We are so often tempted to bowl over people with gigantic numbers. Like 24,000 children die from hunger every day.
It's one of those shocking facts like these:
- One billion people live on less than a dollar a day.
- 39,000 people in our community were diagnosed with cancer this month.
- One in every eight Americans struggles with hunger.
Really, facts like these are so utterly, jaw-droppingly overwhelming, they numb us.
That's the problem with them. They're so big they have no emotional meaning. We can't picture 24,000 children, much less that many children dying day after day. While we know it's a tragic reality, we can only grasp it as an abstraction. And abstractions don't move people to action.
Think about it: If we were moved by numbers, everyone would care about the same problems. We'd all work together to solve the world's biggest problem. Then we'd start in on the second biggest problem.

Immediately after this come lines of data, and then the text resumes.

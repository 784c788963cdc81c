//! Cell values and column descriptors.
//!
//! A [`Column`] pairs a display label with a typed accessor over the row
//! type `R`, so sort, filter and render are checked against the declared row
//! shape at compile time.

use serde_json::Value;
use std::fmt;
use std::sync::Arc;

/// A single cell, as seen by sorting and filtering.
#[derive(Debug, Clone, PartialEq)]
pub enum CellValue {
    /// Missing or null value. Sorts after every defined value.
    Null,
    /// Boolean.
    Bool(bool),
    /// Integer.
    Int(i64),
    /// Floating point number.
    Float(f64),
    /// Text.
    Text(String),
}

impl CellValue {
    /// Whether this is [`CellValue::Null`].
    pub fn is_null(&self) -> bool {
        matches!(self, Self::Null)
    }

    /// Numeric view of the value, if it is a number.
    pub fn as_f64(&self) -> Option<f64> {
        match self {
            Self::Int(i) => Some(*i as f64),
            Self::Float(f) => Some(*f),
            _ => None,
        }
    }

    /// Convert a JSON value. Arrays and objects become their compact JSON text.
    pub fn from_json(value: &Value) -> Self {
        match value {
            Value::Null => Self::Null,
            Value::Bool(b) => Self::Bool(*b),
            Value::Number(n) => match n.as_i64() {
                Some(i) => Self::Int(i),
                None => n.as_f64().map_or(Self::Null, Self::Float),
            },
            Value::String(s) => Self::Text(s.clone()),
            other => Self::Text(other.to_string()),
        }
    }
}

/// Stringified form used for filtering and default display. Null is empty.
impl fmt::Display for CellValue {
    fn fmt(&self, f: &mut fmt::Formatter<'_>) -> fmt::Result {
        match self {
            Self::Null => Ok(()),
            Self::Bool(b) => write!(f, "{b}"),
            Self::Int(i) => write!(f, "{i}"),
            Self::Float(x) => write!(f, "{x}"),
            Self::Text(s) => f.write_str(s),
        }
    }
}

impl From<bool> for CellValue {
    fn from(value: bool) -> Self {
        Self::Bool(value)
    }
}

impl From<i64> for CellValue {
    fn from(value: i64) -> Self {
        Self::Int(value)
    }
}

impl From<i32> for CellValue {
    fn from(value: i32) -> Self {
        Self::Int(i64::from(value))
    }
}

impl From<u32> for CellValue {
    fn from(value: u32) -> Self {
        Self::Int(i64::from(value))
    }
}

impl From<f64> for CellValue {
    fn from(value: f64) -> Self {
        Self::Float(value)
    }
}

impl From<&str> for CellValue {
    fn from(value: &str) -> Self {
        Self::Text(value.to_string())
    }
}

impl From<String> for CellValue {
    fn from(value: String) -> Self {
        Self::Text(value)
    }
}

impl<T: Into<CellValue>> From<Option<T>> for CellValue {
    fn from(value: Option<T>) -> Self {
        value.map_or(Self::Null, Into::into)
    }
}

/// Extracts a cell from a row.
pub type Accessor<R> = Arc<dyn Fn(&R) -> CellValue + Send + Sync>;

/// Formats a cell for display.
pub type Renderer<R> = Arc<dyn Fn(&CellValue, &R) -> String + Send + Sync>;

/// Describes one column of a table over rows of type `R`.
pub struct Column<R> {
    id: String,
    label: String,
    sortable: bool,
    accessor: Accessor<R>,
    render: Option<Renderer<R>>,
}

impl<R> Column<R> {
    /// Create a sortable column with default rendering.
    pub fn new<F>(id: impl Into<String>, label: impl Into<String>, accessor: F) -> Self
    where
        F: Fn(&R) -> CellValue + Send + Sync + 'static,
    {
        Self {
            id: id.into(),
            label: label.into(),
            sortable: true,
            accessor: Arc::new(accessor),
            render: None,
        }
    }

    /// Set whether the column may be sorted on.
    pub fn sortable(mut self, sortable: bool) -> Self {
        self.sortable = sortable;
        self
    }

    /// Use a custom formatter instead of the raw value.
    pub fn with_render<F>(mut self, render: F) -> Self
    where
        F: Fn(&CellValue, &R) -> String + Send + Sync + 'static,
    {
        self.render = Some(Arc::new(render));
        self
    }

    /// Stable identifier used by filters and sort specs.
    pub fn id(&self) -> &str {
        &self.id
    }

    /// Header text.
    pub fn label(&self) -> &str {
        &self.label
    }

    /// Whether sorting on this column is allowed.
    pub fn is_sortable(&self) -> bool {
        self.sortable
    }

    /// Cell value for `row`.
    pub fn value(&self, row: &R) -> CellValue {
        (self.accessor)(row)
    }

    /// Display text for `row`.
    pub fn display(&self, row: &R) -> String {
        let value = self.value(row);
        match &self.render {
            Some(render) => render(&value, row),
            None => value.to_string(),
        }
    }
}

impl<R> Clone for Column<R> {
    fn clone(&self) -> Self {
        Self {
            id: self.id.clone(),
            label: self.label.clone(),
            sortable: self.sortable,
            accessor: Arc::clone(&self.accessor),
            render: self.render.clone(),
        }
    }
}

impl<R> fmt::Debug for Column<R> {
    fn fmt(&self, f: &mut fmt::Formatter<'_>) -> fmt::Result {
        f.debug_struct("Column")
            .field("id", &self.id)
            .field("label", &self.label)
            .field("sortable", &self.sortable)
            .field("custom_render", &self.render.is_some())
            .finish()
    }
}

/// Ordered set of column descriptors.
#[derive(Debug)]
pub struct Columns<R> {
    columns: Vec<Column<R>>,
}

impl<R> Columns<R> {
    /// Wrap a list of columns.
    pub fn new(columns: Vec<Column<R>>) -> Self {
        Self { columns }
    }

    /// Look up a column by id.
    pub fn get(&self, id: &str) -> Option<&Column<R>> {
        self.columns.iter().find(|c| c.id == id)
    }

    /// Position of a column by id.
    pub fn position(&self, id: &str) -> Option<usize> {
        self.columns.iter().position(|c| c.id == id)
    }

    /// Column at `index`.
    pub fn at(&self, index: usize) -> Option<&Column<R>> {
        self.columns.get(index)
    }

    /// Iterate in display order.
    pub fn iter(&self) -> impl Iterator<Item = &Column<R>> {
        self.columns.iter()
    }

    /// Number of columns.
    pub fn len(&self) -> usize {
        self.columns.len()
    }

    /// Whether there are no columns.
    pub fn is_empty(&self) -> bool {
        self.columns.is_empty()
    }
}

impl<R> Clone for Columns<R> {
    fn clone(&self) -> Self {
        Self {
            columns: self.columns.clone(),
        }
    }
}

impl<R> Default for Columns<R> {
    fn default() -> Self {
        Self {
            columns: Vec::new(),
        }
    }
}

impl<R> FromIterator<Column<R>> for Columns<R> {
    fn from_iter<I: IntoIterator<Item = Column<R>>>(iter: I) -> Self {
        Self::new(iter.into_iter().collect())
    }
}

As it is, we can't even agree on what the problems are, because each of us is moved by different issues, motivated by emotional experiences that connect us to those issues. I want wipe out Parkinson's Disease because I watched it dismantle the body and mind of a loved one. You want to help people get access to safe water because you've seen what the unsafe stuff does to them. Everyone gives for personal reasons like that.
You can fight against reality by piling on the numbers, or you can work with it by giving people emotion-sized bits of information that can move them to action.
In my book, the one kind of numerical fact that can do this is the type that causes us to visualize one person. Like this: The average age of a homeless person in America: 9 years old.
(I don't know the source of this fact, and I haven't been able to confirm it. So don't use me as a source!)